Writing Tip #2: More Engaging Content

Aristotle and other classical Greeks got it. They understood how making what we write more real made it more believable.
Every writer wants to be read…and remembered. So, when you’re about to go down the same old boring, forgettable rabbit hole, think about Aristotle.
It was Aristotle, Plato and other ancient Greeks who began to understand that readers need to sense the reality of a thing in order to better believe it. Medieval poets and dramatists picked up on this literary device and eventually named it — verisimilitude…or, literally from the Latin, likeness to truth.
Example? I find I often reach for a dose of verisimilitude when I’m writing or editing a case history or a lawyer’s summary of an engagement.

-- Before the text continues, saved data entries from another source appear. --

//! # WMS Persistence
//!
//! Persistence gateway cho WMS - một SQLite store cục bộ.
//!
//! ## Architecture
//!
//! ```text
//! ┌──────────────────────────────────────────────────────────┐
//! │                       Database                           │
//! │  ┌─────────────┐   ┌─────────────┐   ┌────────────────┐  │
//! │  │   Repos     │   │   Batch     │   │  Read-only     │  │
//! │  │   (CRUD)    │   │  (submit)   │   │  query path    │  │
//! │  └─────────────┘   └─────────────┘   └────────────────┘  │
//! └──────────────────────────────────────────────────────────┘
//! ```
//!
//! ## Usage
//!
//! ```rust,ignore
//! use wms_persistence::{Database, ItemRepo};
//!
//! // Mở store, tạo schema + seed nếu store mới
//! let db = Database::open("data/wms.db")?;
//!
//! let items = ItemRepo::get_all(db.conn())?;
//! let result = db.execute_read_only("SELECT * FROM orders")?;
//! ```

pub mod error;
pub mod query;
pub mod sqlite;

pub use error::{PersistenceError, PersistenceResult};
pub use query::{Cell, QueryResult};
pub use sqlite::{
    BatchSummary, ItemRepo, OrderLineRepo, OrderRepo, RowOp, Table, UserRepo,
};

use chrono::{Local, NaiveDate};
use rusqlite::Connection;
use std::path::{Path, PathBuf};
use tracing::{debug, info, warn};

/// Số records theo bảng
#[derive(Debug, Clone, Default, PartialEq, Eq, serde::Serialize)]
pub struct TableCounts {
    pub users: i64,
    pub items: i64,
    pub orders: i64,
    pub order_lines: i64,
}

/// Database facade - sở hữu connection tới store
#[derive(Debug)]
pub struct Database {
    conn: Connection,
    path: Option<PathBuf>,
}

impl Database {
    /// Mở (hoặc tạo) store tại `path`.
    ///
    /// Store chưa có bảng nào sẽ được tạo schema và seed demo data một lần.
    pub fn open<P: AsRef<Path>>(path: P) -> PersistenceResult<Self> {
        Self::open_with_seed_date(path, Local::now().date_naive())
    }

    /// Như `open`, với ngày "hôm nay" cố định cho seed orders
    pub fn open_with_seed_date<P: AsRef<Path>>(
        path: P,
        today: NaiveDate,
    ) -> PersistenceResult<Self> {
        let path = path.as_ref();

        if let Some(parent) = path.parent() {
            if !parent.as_os_str().is_empty() {
                std::fs::create_dir_all(parent).map_err(PersistenceError::initialization)?;
            }
        }

        let conn = Connection::open(path).map_err(PersistenceError::initialization)?;
        info!(path = %path.display(), "Opened store");

        Self::initialize(conn, Some(path.to_path_buf()), today)
    }

    /// Store in-memory đã seed (dùng cho tests)
    pub fn open_in_memory() -> PersistenceResult<Self> {
        Self::open_in_memory_with_seed_date(Local::now().date_naive())
    }

    /// Store in-memory, seed với ngày cố định
    pub fn open_in_memory_with_seed_date(today: NaiveDate) -> PersistenceResult<Self> {
        let conn = Connection::open_in_memory().map_err(PersistenceError::initialization)?;
        Self::initialize(conn, None, today)
    }

    fn initialize(
        mut conn: Connection,
        path: Option<PathBuf>,
        today: NaiveDate,
    ) -> PersistenceResult<Self> {
        sqlite::schema::enable_foreign_keys(&conn).map_err(PersistenceError::initialization)?;

        if sqlite::schema::is_empty(&conn).map_err(PersistenceError::initialization)? {
            let tx = conn.transaction().map_err(PersistenceError::initialization)?;
            sqlite::schema::create_tables(&tx).map_err(PersistenceError::initialization)?;
            sqlite::schema::seed_demo_data(&tx, today).map_err(PersistenceError::initialization)?;
            tx.commit().map_err(PersistenceError::initialization)?;
            info!("New store initialized with demo data");
        } else {
            debug!("Existing store, skipping seed");
        }

        Ok(Self { conn, path })
    }

    /// Connection cho repos
    pub fn conn(&self) -> &Connection {
        &self.conn
    }

    /// Đường dẫn file, None cho in-memory store
    pub fn path(&self) -> Option<&Path> {
        self.path.as_deref()
    }

    /// Đọc rows của một bảng theo id
    pub fn load<R: Table>(&self, scope: &R::Scope) -> PersistenceResult<Vec<R>> {
        R::select(&self.conn, scope)
    }

    /// Ghi batch trong một transaction (all-or-nothing)
    pub fn submit_batch<R: Table>(&mut self, ops: &[RowOp<R>]) -> PersistenceResult<BatchSummary> {
        let summary = sqlite::batch::submit(&mut self.conn, ops)?;
        info!(
            table = R::TABLE,
            inserted = summary.inserted,
            updated = summary.updated,
            deleted = summary.deleted,
            "Batch submitted"
        );
        Ok(summary)
    }

    /// Query ad-hoc, chỉ SELECT / WITH
    pub fn execute_read_only(&self, text: &str) -> PersistenceResult<QueryResult> {
        query::execute_read_only(&self.conn, text)
    }

    /// Kiểm tra login + password
    pub fn validate_user(&self, login: &str, password: &str) -> PersistenceResult<bool> {
        let valid = UserRepo::get_by_login(&self.conn, login)?
            .map(|user| user.verify(password))
            .unwrap_or(false);

        if !valid {
            warn!(login, "Authentication failed");
        }
        Ok(valid)
    }

    /// Đếm records mỗi bảng
    pub fn counts(&self) -> PersistenceResult<TableCounts> {
        let count = |table: &str| -> PersistenceResult<i64> {
            let n = self
                .conn
                .query_row(&format!("SELECT COUNT(*) FROM {}", table), [], |row| row.get(0))?;
            Ok(n)
        };

        let [users, items, orders, order_lines] = sqlite::schema::TABLES;
        Ok(TableCounts {
            users: count(users)?,
            items: count(items)?,
            orders: count(orders)?,
            order_lines: count(order_lines)?,
        })
    }

    /// Lỗi nếu có order line mà order_number khác order cha
    pub fn verify_order_lines(&self) -> PersistenceResult<()> {
        OrderLineRepo::verify_order_numbers(&self.conn)
    }
}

Instead of merely saying, “A landowner had a problem with nearby hillside construction,” I might write, a prominent landowner, or a major landowner, or a long-time landowner.
Despite what we have learned from Strunk and White about simplification, these modifiers make the story more real and less abstract. More tangible.
And, the more tangible, the better.
When you get push-back (lawyer: “How’s that relevant?!?”), tell them about verisimilitude. And, that it was good enough for Aristotle.
PS: Here, in case you were wondering, is Writing Tip #1.

As I re-read this tip, I’m aware that the use of verisimilitude is subject to the variety filter. (This truism applies to many other writing tip.) In other words, don’t use it at EVERY opportunity…lest it loses its effect.
1Oh yes!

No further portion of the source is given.